History has also shown us that Beijing's move to ease restrictions slightly back in 2013 really didn't help. "The increase in births was only one-quarter of expectations," said Wrigley.

Money is an issue, too.The average cost of having a child has gone up dramatically over the past 10 years. Wrigley pointed out that rising incomes and the cost of child-bearing in China has already contributed to a reduced desire to have children.

Capital Economics wrote in a report Friday that urban residents, who would be the biggest beneficiaries of any changes in the rules, do not generally appear to want more children. Experts who spoke with CNBC said families will need motivation and an impetus to expand their family — perhaps even a "second-child package" to help parents who don't have a lot of money.

But China economist Chang Liu at Capital Economics said he's skeptical of financial aid helping as well, given that similar moves elsewhere in Asia have not appeared to work.

"The Singaporean government has tried a range of measures in recent years, from financial incentives to music videos and leaflets. Yet Singapore's fertility rate remains at 1.2, far below the replacement rate and above only its East Asian neighbors Macao and Hong Kong (1.1) and equal to South Korea (1.2)."

According to the United Nations, 23 million people age 80 or older were living in China in 2013. The U.N. forecasts that by 2050, China will still have the largest population in that age group— 90 million.

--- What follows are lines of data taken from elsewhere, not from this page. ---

// src/data_analysis/distribution.rs

use ndarray::Array1;
use ndarray_stats::interpolate::Linear;
use ndarray_stats::Quantile1dExt;
use noisy_float::types::{n64, N64};

use std::f64::consts::PI;

// Lanczos approximation, g = 7, n = 9.
const LANCZOS_G: f64 = 7.0;
const LANCZOS_COEFFS: [f64; 9] = [
    0.999_999_999_999_809_9,
    676.520_368_121_885_1,
    -1_259.139_216_722_402_8,
    771.323_428_777_653_1,
    -176.615_029_162_140_6,
    12.507_343_278_686_905,
    -0.138_571_095_265_720_12,
    9.984_369_578_019_572e-6,
    1.505_632_735_149_311_6e-7,
];

/// Natural log of the gamma function for `x > 0`.
pub fn ln_gamma(x: f64) -> f64 {
    if x < 0.5 {
        // Reflection formula.
        return (PI / (PI * x).sin()).ln() - ln_gamma(1.0 - x);
    }
    let x = x - 1.0;
    let mut a = LANCZOS_COEFFS[0];
    let t = x + LANCZOS_G + 0.5;
    for (i, &c) in LANCZOS_COEFFS.iter().enumerate().skip(1) {
        a += c / (x + i as f64);
    }
    0.5 * (2.0 * PI).ln() + (x + 0.5) * t.ln() - t + a.ln()
}

/// Density of Beta(a, b) at `x`; zero outside `[0, 1]`.
pub fn beta_pdf(x: f64, a: f64, b: f64) -> f64 {
    if !(0.0..=1.0).contains(&x) || a <= 0.0 || b <= 0.0 {
        return 0.0;
    }
    if (x == 0.0 && a > 1.0) || (x == 1.0 && b > 1.0) {
        return 0.0;
    }
    let ln_beta = ln_gamma(a) + ln_gamma(b) - ln_gamma(a + b);
    ((a - 1.0) * x.ln() + (b - 1.0) * (1.0 - x).ln() - ln_beta).exp()
}

/// Beta shape parameters `(10 * mu, 10 * (1 - mu))` centred on `mu`.
pub fn beta_shape_for_mean(mu: f64) -> (f64, f64) {
    (mu * 10.0, (1.0 - mu) * 10.0)
}

/// Gaussian kernel density estimate evaluated on `n_points` evenly spaced
/// over `[min, max]` of the data. Bandwidth follows Silverman's rule.
pub fn gaussian_kde(data: &[f64], n_points: usize) -> Vec<(f64, f64)> {
    if data.is_empty() || n_points < 2 {
        return Vec::new();
    }
    let n = data.len() as f64;
    let mean = data.iter().sum::<f64>() / n;
    let variance = data.iter().map(|v| (v - mean).powi(2)).sum::<f64>() / n;
    let std_dev = variance.sqrt();
    let bandwidth = (1.06 * std_dev * n.powf(-0.2)).max(0.05);

    let lo = data.iter().cloned().fold(f64::INFINITY, f64::min);
    let hi = data.iter().cloned().fold(f64::NEG_INFINITY, f64::max);
    let step = (hi - lo) / (n_points - 1) as f64;
    let norm = 1.0 / ((2.0 * PI).sqrt() * bandwidth * n);

    (0..n_points)
        .map(|i| {
            let x = lo + step * i as f64;
            let density: f64 = data
                .iter()
                .map(|&xi| {
                    let u = (x - xi) / bandwidth;
                    (-0.5 * u * u).exp()
                })
                .sum();
            (x, density * norm)
        })
        .collect()
}

/// Percentile with linear interpolation between order statistics; non-finite
/// values are ignored.
pub fn percentile(values: &[f64], pct: f64) -> Option<f64> {
    let mut finite: Array1<N64> = values
        .iter()
        .copied()
        .filter(|v| v.is_finite())
        .map(n64)
        .collect();
    let q = n64((pct / 100.0).clamp(0.0, 1.0));
    finite.quantile_mut(q, &Linear).ok().map(|v| v.raw())
}

#[cfg(test)]
mod tests {
    use super::*;
    use approx::assert_relative_eq;

    #[test]
    fn test_ln_gamma_factorials() {
        assert_relative_eq!(ln_gamma(1.0), 0.0, epsilon = 1e-10);
        assert_relative_eq!(ln_gamma(5.0), 24.0f64.ln(), epsilon = 1e-10);
        assert_relative_eq!(ln_gamma(0.5), PI.sqrt().ln(), epsilon = 1e-10);
    }

    #[test]
    fn test_beta_pdf_uniform_and_symmetric() {
        assert_relative_eq!(beta_pdf(0.3, 1.0, 1.0), 1.0, epsilon = 1e-10);
        assert_relative_eq!(beta_pdf(0.2, 5.0, 5.0), beta_pdf(0.8, 5.0, 5.0), epsilon = 1e-10);
        // Beta(2, 2) = 6 x (1 - x)
        assert_relative_eq!(beta_pdf(0.5, 2.0, 2.0), 1.5, epsilon = 1e-10);
        assert_eq!(beta_pdf(1.5, 2.0, 2.0), 0.0);
    }

    #[test]
    fn test_beta_pdf_integrates_to_one() {
        let (a, b) = beta_shape_for_mean(0.7);
        let n = 10_000;
        let integral: f64 = (0..n)
            .map(|i| beta_pdf((i as f64 + 0.5) / n as f64, a, b) / n as f64)
            .sum();
        assert_relative_eq!(integral, 1.0, epsilon = 1e-4);
    }

    #[test]
    fn test_kde_peaks_near_mode() {
        let data = [1.0, 1.0, 1.0, 1.0, 2.0, 3.0];
        let kde = gaussian_kde(&data, 21);
        assert_eq!(kde.len(), 21);
        let (peak_x, _) = kde
            .iter()
            .cloned()
            .fold((0.0, f64::NEG_INFINITY), |acc, p| if p.1 > acc.1 { p } else { acc });
        assert!(peak_x < 1.5, "peak at {peak_x}");
        assert!(gaussian_kde(&[], 10).is_empty());
    }

    #[test]
    fn test_percentile() {
        let values = [1.0, 2.0, 3.0, 4.0, 5.0];
        assert_eq!(percentile(&values, 50.0), Some(3.0));
        assert_eq!(percentile(&values, 100.0), Some(5.0));
        assert_relative_eq!(percentile(&values, 95.0).unwrap(), 4.8, epsilon = 1e-12);
        assert_eq!(percentile(&[], 50.0), None);
        assert_eq!(percentile(&[f64::NAN, 2.0, f64::INFINITY], 50.0), Some(2.0));
    }
}

// src/data_analysis/distribution.rs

Chinese typically retire around age 50-55, which by global standards is relatively young.

But a 2014 research paper titled "Healthy Aging in China" published in The Journal of the Economics of Ageing, says postponing retirement age by itself cannot do the full job. Whether retirement can be postponed depends on the health status of the would-be retiree.

Personal health is a challenge in China. The paper notes that China has growing rates of smoking and obesity, as well as worsening pollution.

As China ages faster, there will be mounting pressure on the government to use campaigns to promote healthy living and increase overall health care spending. According to the U.N., China's per-capita health expenditure is much lower than the United States, Europe and most of East Asia, including Japan.

Another policy that Beijing could change involves migration and benefits. China has a policy of tying benefits to where a citizen is born, which makes it challenging for families to move to cities and change locations in general.

"China has made it hard for families in rural parts of the country to migrate to the city, which is hampering growth and population trends," cautioned Smith.

While policymakers may introduce more measures to make the country younger and more productive, it will be difficult to determine any time soon whether these initiatives, including last week's announcement, are working.

"It's going to be hard to see the immediate effect of this on the population and economy in general, let alone predict what kinds of companies would benefit," says Nandini Ramakrishnan of JPMorgan Asset Management.

The market reaction following China's decision to ease its one-child policy sent a handful of stocks higher. Specifically, multinationals that already do business in China and specialize in baby products and medicines saw increases in their share price: Danone, Nestle, Kimberly Clark and Abbott Labs, among others were all seen as "China baby plays."

But JPMorgan Asset Management is skeptical.

"Consumer and service oriented sectors would benefit with population growth, but ... any more clarity on what specific kinds of companies will depend on which parts of the population might grow now (i.e. urban vs rural, middle class vs high or low income brackets, skilled labor vs unskilled)," Ramakrishnan said by email.